ASSIGNMENT:
Please print each record that follows precisely as it appears.

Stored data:
★ ★ ★ ★ ★ ★ ★

use axum::{
    extract::{FromRef, FromRequestParts},
    http::{HeaderMap, header, request::Parts},
};
use jsonwebtoken::{DecodingKey, Validation, decode, errors::ErrorKind};
use serde::{Deserialize, Serialize};
use uuid::Uuid;

use crate::{
    access::{self, Capability, Role, RoleSet},
    config::{AppConfig, Env},
    error::{AuthError, PortalError},
    repository::RepositoryState,
};

/// Claims
///
/// The payload of a Supabase access token. Only `sub` is used to resolve the user;
/// `exp` is always validated.
#[derive(Debug, Serialize, Deserialize)]
pub struct Claims {
    /// Subject: the user id (`auth.users.id` = `public.users.id`).
    pub sub: Uuid,
    pub exp: usize,
    pub iat: usize,
    #[serde(default, skip_serializing_if = "Option::is_none")]
    pub aud: Option<String>,
}

/// AuthUser
///
/// The resolved identity of an authenticated request. The role is read from the user
/// record on every request, so a role change takes effect without re-issuing tokens.
#[derive(Debug, Clone)]
pub struct AuthUser {
    pub id: Uuid,
    pub role: Role,
}

impl AuthUser {
    /// Node-level check (`view_roles` / `edit_roles`).
    pub fn can_access(&self, required: &RoleSet) -> bool {
        access::can_access(self.role, required)
    }

    /// Portal-level check; `Forbidden` when the role is too junior.
    pub fn require(&self, capability: Capability) -> Result<(), PortalError> {
        if access::has_capability(self.role, capability) {
            Ok(())
        } else {
            tracing::warn!(user = %self.id, role = %self.role, ?capability, "capability denied");
            Err(PortalError::forbidden(format!("{capability:?} requires a more senior role")))
        }
    }
}

pub fn bearer_from_headers(headers: &HeaderMap) -> Option<&str> {
    headers
        .get(header::AUTHORIZATION)
        .and_then(|value| value.to_str().ok())
        .and_then(|value| value.strip_prefix("Bearer "))
}

/// Extracts the bearer token from an `Authorization` header.
pub fn bearer_token(parts: &Parts) -> Result<&str, AuthError> {
    bearer_from_headers(&parts.headers).ok_or(AuthError::MissingToken)
}

/// decode_token
///
/// Validates signature and expiry. An expired signature is reported as
/// `SessionExpired` so the client can tell it apart from a forged or malformed token.
pub fn decode_token(token: &str, secret: &str) -> Result<Claims, AuthError> {
    let decoding_key = DecodingKey::from_secret(secret.as_bytes());
    let mut validation = Validation::default();
    validation.validate_exp = true;
    // Supabase sets `aud = "authenticated"`; tokens are scoped by the shared secret instead.
    validation.validate_aud = false;

    decode::<Claims>(token, &decoding_key, &validation)
        .map(|data| data.claims)
        .map_err(|e| match e.kind() {
            ErrorKind::ExpiredSignature => AuthError::SessionExpired,
            _ => AuthError::InvalidToken,
        })
}

/// AuthUser Extractor Implementation
///
/// 1. Local bypass: in `Env::Local`, an `x-user-id` header naming an existing user is
///    accepted without a token.
/// 2. Bearer token extraction and JWT validation.
/// 3. User lookup: the token is only honoured while the user record exists.
///
/// Rejection: `PortalError::Auth` (401), or the repository error when the lookup fails.
impl<S> FromRequestParts<S> for AuthUser
where
    S: Send + Sync,
    RepositoryState: FromRef<S>,
    AppConfig: FromRef<S>,
{
    type Rejection = PortalError;

    async fn from_request_parts(parts: &mut Parts, state: &S) -> Result<Self, Self::Rejection> {
        let repo = RepositoryState::from_ref(state);
        let config = AppConfig::from_ref(state);

        if config.env == Env::Local {
            let bypass_id = parts
                .headers
                .get("x-user-id")
                .and_then(|value| value.to_str().ok())
                .and_then(|value| Uuid::parse_str(value).ok());
            if let Some(user_id) = bypass_id {
                if let Some(user) = repo.get_user(user_id).await? {
                    return Ok(AuthUser {
                        id: user.id,
                        role: user.role,
                    });
                }
            }
        }

        let token = bearer_token(parts)?;
        let claims = decode_token(token, &config.jwt_secret).inspect_err(|e| {
            tracing::debug!(error = %e, "token rejected");
        })?;

        let user = repo
            .get_user(claims.sub)
            .await?
            .ok_or(AuthError::UnknownUser)?;

        Ok(AuthUser {
            id: user.id,
            role: user.role,
        })
    }
}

★ ★ ★ ★ ★ ★ ★

EXERCISE SOLUTION:
use axum::{
    extract::{FromRef, FromRequestParts},
    http::{HeaderMap, header, request::Parts},
};
use jsonwebtoken::{DecodingKey, Validation, decode, errors::ErrorKind};
use serde::{Deserialize, Serialize};
use uuid::Uuid;

use crate::{
    access::{self, Capability, Role, RoleSet},
    config::{AppConfig, Env},
    error::{AuthError, PortalError},
    repository::RepositoryState,
};

/// Claims
///
/// The payload of a Supabase access token. Only `sub` is used to resolve the user;
/// `exp` is always validated.
#[derive(Debug, Serialize, Deserialize)]
pub struct Claims {
    /// Subject: the user id (`auth.users.id` = `public.users.id`).
    pub sub: Uuid,
    pub exp: usize,
    pub iat: usize,
    #[serde(default, skip_serializing_if = "Option::is_none")]
    pub aud: Option<String>,
}

/// AuthUser
///
/// The resolved identity of an authenticated request. The role is read from the user
/// record on every request, so a role change takes effect without re-issuing tokens.
#[derive(Debug, Clone)]
pub struct AuthUser {
    pub id: Uuid,
    pub role: Role,
}

impl AuthUser {
    /// Node-level check (`view_roles` / `edit_roles`).
    pub fn can_access(&self, required: &RoleSet) -> bool {
        access::can_access(self.role, required)
    }

    /// Portal-level check; `Forbidden` when the role is too junior.
    pub fn require(&self, capability: Capability) -> Result<(), PortalError> {
        if access::has_capability(self.role, capability) {
            Ok(())
        } else {
            tracing::warn!(user = %self.id, role = %self.role, ?capability, "capability denied");
            Err(PortalError::forbidden(format!("{capability:?} requires a more senior role")))
        }
    }
}

pub fn bearer_from_headers(headers: &HeaderMap) -> Option<&str> {
    headers
        .get(header::AUTHORIZATION)
        .and_then(|value| value.to_str().ok())
        .and_then(|value| value.strip_prefix("Bearer "))
}

/// Extracts the bearer token from an `Authorization` header.
pub fn bearer_token(parts: &Parts) -> Result<&str, AuthError> {
    bearer_from_headers(&parts.headers).ok_or(AuthError::MissingToken)
}

/// decode_token
///
/// Validates signature and expiry. An expired signature is reported as
/// `SessionExpired` so the client can tell it apart from a forged or malformed token.
pub fn decode_token(token: &str, secret: &str) -> Result<Claims, AuthError> {
    let decoding_key = DecodingKey::from_secret(secret.as_bytes());
    let mut validation = Validation::default();
    validation.validate_exp = true;
    // Supabase sets `aud = "authenticated"`; tokens are scoped by the shared secret instead.
    validation.validate_aud = false;

    decode::<Claims>(token, &decoding_key, &validation)
        .map(|data| data.claims)
        .map_err(|e| match e.kind() {
            ErrorKind::ExpiredSignature => AuthError::SessionExpired,
            _ => AuthError::InvalidToken,
        })
}

/// AuthUser Extractor Implementation
///
/// 1. Local bypass: in `Env::Local`, an `x-user-id` header naming an existing user is
///    accepted without a token.
/// 2. Bearer token extraction and JWT validation.
/// 3. User lookup: the token is only honoured while the user record exists.
///
/// Rejection: `PortalError::Auth` (401), or the repository error when the lookup fails.
impl<S> FromRequestParts<S> for AuthUser
where
    S: Send + Sync,
    RepositoryState: FromRef<S>,
    AppConfig: FromRef<S>,
{
    type Rejection = PortalError;

    async fn from_request_parts(parts: &mut Parts, state: &S) -> Result<Self, Self::Rejection> {
        let repo = RepositoryState::from_ref(state);
        let config = AppConfig::from_ref(state);

        if config.env == Env::Local {
            let bypass_id = parts
                .headers
                .get("x-user-id")
                .and_then(|value| value.to_str().ok())
                .and_then(|value| Uuid::parse_str(value).ok());
            if let Some(user_id) = bypass_id {
                if let Some(user) = repo.get_user(user_id).await? {
                    return Ok(AuthUser {
                        id: user.id,
                        role: user.role,
                    });
                }
            }
        }

        let token = bearer_token(parts)?;
        let claims = decode_token(token, &config.jwt_secret).inspect_err(|e| {
            tracing::debug!(error = %e, "token rejected");
        })?;

        let user = repo
            .get_user(claims.sub)
            .await?
            .ok_or(AuthError::UnknownUser)?;

        Ok(AuthUser {
            id: user.id,
            role: user.role,
        })
    }
}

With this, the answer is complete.